Background and Design

The investigators noted that the design and characteristics of those featured in the participant population had been described previously. It specifically involved subjects with mild to moderate plaque psoriasis that had not been adequately controlled by topicals alone.

There was a 5-day dose titration, those participating were given 30 mg of apremilast orally at a twice-per-day regimen (BID), alongside their stable topical treatments, for a total of 16 weeks. From Weeks 16 to 32, patients could reduce their topical treatments at their physician’s discretion while continuing apremilast at 30 mg BID.

Subjects had been biologic-naive adults in the age range of 20 years or older, with chronic plaque psoriasis for 6 or more months before the point of baseline. Patients also were required to have been implementing topicals for 4 weeks minimum prior to baseline and to have an sPGA score of 2 (mild) or 3 (moderate).

The main endpoints from PROMINENT had been the achievement of an sPGA score of 0 (clear) or 1 (almost clear) by the 16-week mark. The research team had also used a predefined subgroup analysis of the main endpoint at the 16-week mark to evaluate rates of response using baseline disease severity measurements.

The team’s post-hoc analysis involved the assessing of both the primary and secondary endpoints at the 16 and 32-week marks within subgroups, defined by baseline disease severity and baseline involvement of special areas (Scalp Physician’s Global Assessment [ScPGA] score ≥ 2 and Nail Psoriasis Severity Index [NAPSI] ≥ 1). They evaluated the proportions of subjects with a ≥ 50% or ≥ 75% reduction from the point of baseline in Psoriasis Area and Severity Index (PASI) scores

Additionally, the investigators examined changes from the same point in psoriasis-involved Body Surface Area (BSA), proportions of participants with ≥ 75% BSA reductions from baseline (BSA-75), proportions reporting a ≥ 50% reduction from baseline in NAPSI score (NAPSI-50; for those with NAPSI ≥ 1 at baseline), and proportions reporting ScPGA scores of either 0 or 1 (for subjects showing ScPGA scores of ≥ 2 at baseline).
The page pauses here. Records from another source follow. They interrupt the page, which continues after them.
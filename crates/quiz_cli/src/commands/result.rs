//! The `quizkit result` command.

use crate::commands::{open_connection, store};
use crate::config::Settings;
use anyhow::{bail, Result};
use quiz_core::filters::percentage;
use quiz_core::web::http::{Page, QuizCompletePage, Response};
use quiz_core::web::views;

pub fn execute(settings: &Settings, slug: &str, id: i64, json: bool) -> Result<()> {
    let conn = open_connection(settings)?;
    let store = store(&conn)?;

    match views::quiz_completed(&store, slug, id)? {
        Response::Page(Page::QuizComplete(page)) => {
            if json {
                println!("{}", serde_json::to_string_pretty(&page)?);
            } else {
                print_result(&page);
            }
            Ok(())
        }
        _ => bail!("no result {id} for quiz `{slug}`"),
    }
}

pub(crate) fn print_result(page: &QuizCompletePage) {
    println!("{}", page.summary);
    let ratio = percentage(&page.score.into(), &page.maximum_score.into());
    match ratio {
        Some(ratio) => println!(
            "Score: {}/{} ({ratio:.0}%)",
            page.score, page.maximum_score
        ),
        None => println!("Score: {}/{}", page.score, page.maximum_score),
    }
}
The research team also looked at the participants’ mean changes from the point of baseline in Shiratori’s Pruritus Severity Score, the mean percent change in subjects’ pruritus visual analog scale (VAS), the mean changes in Dermatology Life Quality Index (DLQI), those reporting a Patient Benefit Index (PBI) of ≥ 1, and the proportion of subjects achieving a DLQI score of 0 or 1.
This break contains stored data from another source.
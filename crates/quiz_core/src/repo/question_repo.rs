//! Question repository contracts and SQLite implementation.
//!
//! # Responsibility
//! - CRUD over `questions`.
//! - Question-set helpers: the answers of a set and their count.
//!
//! # Invariants
//! - "Live" means `is_active = 1`.
//! - Lists are ordered by `id ASC` so wizard pages are stable.

use crate::db::{bool_to_int, in_placeholders};
use crate::model::answer::Answer;
use crate::model::question::{Difficulty, NewQuestion, Question, QuestionId};
use crate::model::user::UserId;
use crate::repo::answer_repo::{parse_answer_row, ANSWER_SELECT_SQL};
use crate::repo::error::{RepoError, RepoResult};
use crate::repo::{parse_audit, parse_flag};
use rusqlite::types::Value;
use rusqlite::{params, params_from_iter, Connection, OptionalExtension, Row};

const QUESTION_SELECT_SQL: &str = "SELECT
    id,
    question,
    difficulty,
    is_active,
    created_at,
    modified_at,
    creator_id,
    editor_id
FROM questions";

/// Query options for listing questions.
#[derive(Debug, Clone, Default, PartialEq, Eq)]
pub struct QuestionListQuery {
    /// Only active questions.
    pub live_only: bool,
    pub difficulty: Option<Difficulty>,
    /// Restrict to these ids when set.
    pub ids: Option<Vec<QuestionId>>,
}

/// Repository interface for question operations.
pub trait QuestionRepository {
    fn create_question(&self, question: &NewQuestion, actor: Option<UserId>)
        -> RepoResult<Question>;
    fn update_question(
        &self,
        id: QuestionId,
        question: &NewQuestion,
        actor: Option<UserId>,
    ) -> RepoResult<Question>;
    fn get_question(&self, id: QuestionId) -> RepoResult<Option<Question>>;
    fn list_questions(&self, query: &QuestionListQuery) -> RepoResult<Vec<Question>>;
    fn delete_question(&self, id: QuestionId) -> RepoResult<()>;
    /// All answers belonging to the given questions, ordered by question then id.
    fn answers_for_questions(&self, question_ids: &[QuestionId]) -> RepoResult<Vec<Answer>>;
    /// Count of answers across the given questions.
    fn total_answers(&self, question_ids: &[QuestionId]) -> RepoResult<u64>;
}

/// SQLite-backed question repository.
pub struct SqliteQuestionRepository<'conn> {
    conn: &'conn Connection,
}

impl<'conn> SqliteQuestionRepository<'conn> {
    pub fn new(conn: &'conn Connection) -> Self {
        Self { conn }
    }
}

impl QuestionRepository for SqliteQuestionRepository<'_> {
    fn create_question(
        &self,
        question: &NewQuestion,
        actor: Option<UserId>,
    ) -> RepoResult<Question> {
        question.validate()?;

        self.conn.execute(
            "INSERT INTO questions (question, difficulty, is_active, creator_id, editor_id)
             VALUES (?1, ?2, ?3, ?4, ?4);",
            params![
                question.question.as_str(),
                question.difficulty.value(),
                bool_to_int(question.is_active),
                actor,
            ],
        )?;

        let id = self.conn.last_insert_rowid();
        self.get_question(id)?
            .ok_or(RepoError::NotFound { entity: "question", id })
    }

    fn update_question(
        &self,
        id: QuestionId,
        question: &NewQuestion,
        actor: Option<UserId>,
    ) -> RepoResult<Question> {
        question.validate()?;

        let changed = self.conn.execute(
            "UPDATE questions
             SET
                question = ?1,
                difficulty = ?2,
                is_active = ?3,
                editor_id = ?4,
                modified_at = (strftime('%s', 'now') * 1000)
             WHERE id = ?5;",
            params![
                question.question.as_str(),
                question.difficulty.value(),
                bool_to_int(question.is_active),
                actor,
                id,
            ],
        )?;
        if changed == 0 {
            return Err(RepoError::NotFound { entity: "question", id });
        }

        self.get_question(id)?
            .ok_or(RepoError::NotFound { entity: "question", id })
    }

    fn get_question(&self, id: QuestionId) -> RepoResult<Option<Question>> {
        let row = self
            .conn
            .query_row(
                &format!("{QUESTION_SELECT_SQL} WHERE id = ?1;"),
                [id],
                |row| Ok(parse_question_row(row)),
            )
            .optional()?;
        row.transpose()
    }

    fn list_questions(&self, query: &QuestionListQuery) -> RepoResult<Vec<Question>> {
        let mut sql = format!("{QUESTION_SELECT_SQL} WHERE 1 = 1");
        let mut bind_values: Vec<Value> = Vec::new();

        if query.live_only {
            sql.push_str(" AND is_active = 1");
        }
        if let Some(difficulty) = query.difficulty {
            sql.push_str(" AND difficulty = ?");
            bind_values.push(Value::Integer(difficulty.value()));
        }
        if let Some(ids) = query.ids.as_ref() {
            if ids.is_empty() {
                return Ok(Vec::new());
            }
            sql.push_str(&format!(" AND id IN ({})", in_placeholders(ids.len())));
            bind_values.extend(ids.iter().map(|id| Value::Integer(*id)));
        }
        sql.push_str(" ORDER BY id ASC;");

        let mut stmt = self.conn.prepare(&sql)?;
        let mut rows = stmt.query(params_from_iter(bind_values))?;
        let mut questions = Vec::new();
        while let Some(row) = rows.next()? {
            questions.push(parse_question_row(row)?);
        }
        Ok(questions)
    }

    fn delete_question(&self, id: QuestionId) -> RepoResult<()> {
        let changed = self
            .conn
            .execute("DELETE FROM questions WHERE id = ?1;", [id])?;
        if changed == 0 {
            return Err(RepoError::NotFound { entity: "question", id });
        }
        Ok(())
    }

    fn answers_for_questions(&self, question_ids: &[QuestionId]) -> RepoResult<Vec<Answer>> {
        if question_ids.is_empty() {
            return Ok(Vec::new());
        }

        let sql = format!(
            "{ANSWER_SELECT_SQL} WHERE question_id IN ({}) ORDER BY question_id ASC, id ASC;",
            in_placeholders(question_ids.len())
        );
        let mut stmt = self.conn.prepare(&sql)?;
        let mut rows = stmt.query(params_from_iter(question_ids.iter()))?;
        let mut answers = Vec::new();
        while let Some(row) = rows.next()? {
            answers.push(parse_answer_row(row)?);
        }
        Ok(answers)
    }

    fn total_answers(&self, question_ids: &[QuestionId]) -> RepoResult<u64> {
        if question_ids.is_empty() {
            return Ok(0);
        }

        let sql = format!(
            "SELECT COUNT(*) FROM answers WHERE question_id IN ({});",
            in_placeholders(question_ids.len())
        );
        let count: i64 = self
            .conn
            .query_row(&sql, params_from_iter(question_ids.iter()), |row| {
                row.get(0)
            })?;
        u64::try_from(count)
            .map_err(|_| RepoError::InvalidData(format!("negative answer count `{count}`")))
    }
}

pub(crate) fn parse_question_row(row: &Row<'_>) -> RepoResult<Question> {
    let raw_difficulty: i64 = row.get("difficulty")?;
    let difficulty = Difficulty::from_value(raw_difficulty).ok_or_else(|| {
        RepoError::InvalidData(format!(
            "invalid difficulty `{raw_difficulty}` in questions.difficulty"
        ))
    })?;

    Ok(Question {
        id: row.get("id")?,
        question: row.get("question")?,
        difficulty,
        is_active: parse_flag("questions", "is_active", row.get("is_active")?)?,
        audit: parse_audit(row)?,
    })
}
Among those who had an sPGA of 2 at baseline, 62.7% were reported by the investigators to have reached an sPGA score of 0 or 1 by the 32-week mark. However, only 30.7% of subjects with an sPGA of 3 at baseline were able to get comparable scores. Despite participants’ sPGA scores, improvements in nail, skin, scalp issues, and overall life quality were highlighted at the 32-week mark.

Such outcomes were also observed by the investigators among subjects that reported scalp or nail involvement. Adverse event rates were found by the research team to have been comparable between subjects with baseline sPGAs of 2 and subjects with a baseline sPGA of 3.

“This study supports the addition of apremilast in patients not responding to topical therapy,” they wrote. “Apremilast may potentially be a beneficial treatment option for Japanese patients who have limited systemic treatment options for mild to moderate psoriasis.”


  1. Abe, M., Okubo, Y., Takahashi, H. et al. Consistent Efficacy of Apremilast in Patients with Psoriasis Regardless of Baseline Disease Severity or Special Area Involvement: Subgroup Analysis from PROMINENT. Dermatol Ther (Heidelb) 14, 1587–1597 (2024). https://doi.org/10.1007/s13555-024-01179-z.
  2. Okubo Y, Takahashi H, Hino R, Endo K, Kikuchi S, Ozeki Y, et al. Efficacy and safety of apremilast in the treatment of patients with mild-to-moderate psoriasis in Japan: results from PROMINENT, a phase 3b, open-label, single-arm study. Dermatol Ther (Heidelb). 2022;12:1469–80.